Another 21rs, great choice. have fun and welcome !!!


----------



## toolman (Jul 12, 2005)

Nice choice. I have to admit its my favorite model. Nice to have another local outbacker.

Enjoy

Toolman


----------



## shaela21 (Aug 16, 2005)

Congrats on the 21RS. It is a great trailer and I hope that you guys have as much fun possible with it. Camp on.


----------



## drobe5150 (Jan 21, 2005)

john action .

welcome aboard and congrats on the new (used) 21rs









enjoy and have fun.

darrel


----------



## huntr70 (Jul 8, 2005)

Congrats on the new trailer!!! Have fun and keep us informed of how things are going!!!!

Steve


----------



## mswalt (Sep 14, 2004)

bearlyrunning,

Welcome to Outbackers.com. action I'm sure you will enjoy your new Outback. Have a great time camping.

Mark


----------



## Oregon_Camper (Sep 13, 2004)

Congrats on your new purchase. Glad to hear the old owner took so much time to get you fully informed on the Outback. Y-guy spent about 4 hours with me...guess I'm a bit slower then you...........


----------



## HootBob (Apr 26, 2004)

Welcome John to the Outback Family
And congrats on the 21RS
Have fun and enjoy

Don action


----------



## PDX_Doug (Nov 16, 2004)

bearlyrunning,

action Welcome to Outbackers action 
and congratulations on the new Outback!

Welcome aboard!

Happy Trails,
Doug


----------



## Jose Fernandez (Jun 22, 2004)

Bearlyrunning,

Welcome to the Outback family. Like many have said-you're going to really love your 21rs. We have the same model and love it.
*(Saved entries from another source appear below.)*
//! Native (non-browser) collaborators.
//!
//! - [`LocalFile`] - a file on disk implementing [`crate::UploadFile`]
//! - [`HttpTransport`] - reqwest multipart transport with streamed progress

mod file;
mod http;

pub use file::*;
pub use http::*;
//! Common types used across the frontend application.
//!
//! # Categories
//!
//! - **Files** - [`BrowserFile`], the browser `File` seen by the workflow
//! - **Session** - [`SessionSignal`], the reactive home of the upload session

use imgupload::{
    Phase, SessionHandle, UploadFile, UploadMode, UploadProgress, UploadSession, UploadStatus,
};
use leptos::*;
use web_sys::File;

use crate::services::ObjectUrl;

// =============================================================================
// Files
// =============================================================================

/// A file picked through an `<input type="file">`.
#[derive(Clone, Debug, PartialEq)]
pub struct BrowserFile(pub File);

impl UploadFile for BrowserFile {
    fn name(&self) -> String {
        self.0.name()
    }

    fn mime_type(&self) -> String {
        self.0.type_()
    }

    fn size(&self) -> u64 {
        self.0.size() as u64
    }
}

// =============================================================================
// Session
// =============================================================================

/// Upload session as held by the page: browser files, object-URL previews.
pub type AppSession = UploadSession<BrowserFile, ObjectUrl>;

/// Reactive handle on the page's [`AppSession`].
///
/// Reads subscribe the calling view; writes go through the session's
/// operations only.
#[derive(Clone, Copy)]
pub struct SessionSignal(RwSignal<AppSession>);

impl SessionSignal {
    pub fn new() -> Self {
        Self(create_rw_signal(AppSession::new()))
    }

    // -------------------------------------------------------------------------
    // Operations
    // -------------------------------------------------------------------------

    pub fn select_mode(&self, mode: UploadMode) {
        self.0.update(|s| s.select_mode(mode));
    }

    pub fn reset(&self) {
        self.0.update(|s| s.reset());
    }

    /// Select an image and create its preview URL.
    ///
    /// The previous preview URL is revoked when its selection is dropped.
    pub fn choose_image(&self, file: File) {
        let preview = match ObjectUrl::create(&file) {
            Ok(url) => Some(url),
            Err(e) => {
                log::warn!("Could not create preview for {}: {}", file.name(), e);
                None
            }
        };
        self.0.update(|s| {
            s.choose_image(BrowserFile(file), preview);
        });
    }

    pub fn choose_collection(&self, file: File) {
        self.0.update(|s| {
            s.choose_collection(BrowserFile(file));
        });
    }

    // -------------------------------------------------------------------------
    // Reactive reads
    // -------------------------------------------------------------------------

    pub fn mode(&self) -> UploadMode {
        self.0.with(|s| s.mode())
    }

    pub fn can_submit(&self) -> bool {
        self.0.with(|s| s.can_submit())
    }

    pub fn phase(&self) -> Phase {
        self.0.with(|s| s.phase())
    }

    pub fn progress(&self) -> UploadProgress {
        self.0.with(|s| s.progress())
    }

    pub fn status(&self) -> Option<UploadStatus> {
        self.0.with(|s| s.status().cloned())
    }

    pub fn image_preview_url(&self) -> Option<String> {
        self.0
            .with(|s| s.image().and_then(|i| i.preview()).map(|p| p.as_str().to_string()))
    }

    pub fn collection_name(&self) -> Option<String> {
        self.0.with(|s| s.collection().map(|c| c.name()))
    }
}

impl SessionSignal {
    // -------------------------------------------------------------------------
    // Memoized reads
    // -------------------------------------------------------------------------

    /// Preview URL of the selected image; progress ticks do not notify it.
    pub fn image_preview(&self) -> Memo<Option<String>> {
        let session = *self;
        create_memo(move |_| session.image_preview_url())
    }

    /// Name of the selected collection; progress ticks do not notify it.
    pub fn collection_label(&self) -> Memo<Option<String>> {
        let session = *self;
        create_memo(move |_| session.collection_name())
    }

    pub fn is_submitting(&self) -> Memo<bool> {
        let session = *self;
        create_memo(move |_| session.phase() == Phase::Submitting)
    }

    pub fn submittable(&self) -> Memo<bool> {
        let session = *self;
        create_memo(move |_| session.can_submit())
    }
}

impl Default for SessionSignal {
    fn default() -> Self {
        Self::new()
    }
}

impl SessionHandle for SessionSignal {
    type File = BrowserFile;
    type Preview = ObjectUrl;

    fn update<R>(&self, f: impl FnOnce(&mut AppSession) -> R) -> Option<R> {
        self.0.try_update(f)
    }

    fn with<R>(&self, f: impl FnOnce(&AppSession) -> R) -> Option<R> {
        self.0.try_with(f)
    }
}
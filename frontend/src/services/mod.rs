//! Browser services.
//!
//! # Services
//!
//! - [`upload`] - `XMLHttpRequest` transport with upload progress
//! - [`preview`] - object-URL previews released on drop

pub mod upload;
pub mod preview;

pub use upload::*;
pub use preview::*;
If you need any help, do not hesitate to ask-we live in Hollister which is only a little over an hour away from Pleasanton.

Jos


----------



## bearlyrunning (Sep 10, 2005)

Jose Fernandez said:


> Bearlyrunning,
> 
> Welcome to the Outback family. Like many have said-you're going to really love your 21rs. We have the same model and love it.
> 
> ...


Thanks, Jose and everyone else!
BTW, do you ever camp at the Thousand Trails in Morgan Hill for a weekend trip ?
They call me every few days with an offer.....
John


----------



## nonny (Aug 14, 2005)

Congrats, bearlyrunning, and welcome to the family! I'm a newbie, too, but really feel comfortable here already! Glad to have you!!


----------



## Jose Fernandez (Jun 22, 2004)

Bearlyrunning,

I've have never camped @ Thousand Trails in Morgan Hill, but have been there as a guest. It's not bad. Not really much to do in the area, beside shopping. They have offer a nice pool, but it's almost a bit too cold for that lately... If you like camping along the beach-give Marina Dunes a try. Full Hook-ups and walking distance to beach. Also Monterey, Carmel a few minutes drive... If you like camping amongst the redwoods, Big Sur has many nice campgrounds. KOA in Watsonville/Santa Cruz is nice, a bit pricey, but nice and many activities for the kids.

Jose


----------



## camping479 (Aug 27, 2003)

Congrats on your new 21RS, we've had a lot of fun with ours and I'm sure you will too.









Mike


----------



## drobe5150 (Jan 21, 2005)

john action

i did not realize when i welcomed you to the site that you are just over the hill from us







probably what 15 mins or less, anyway hopefully we cross paths soon.

darrel


----------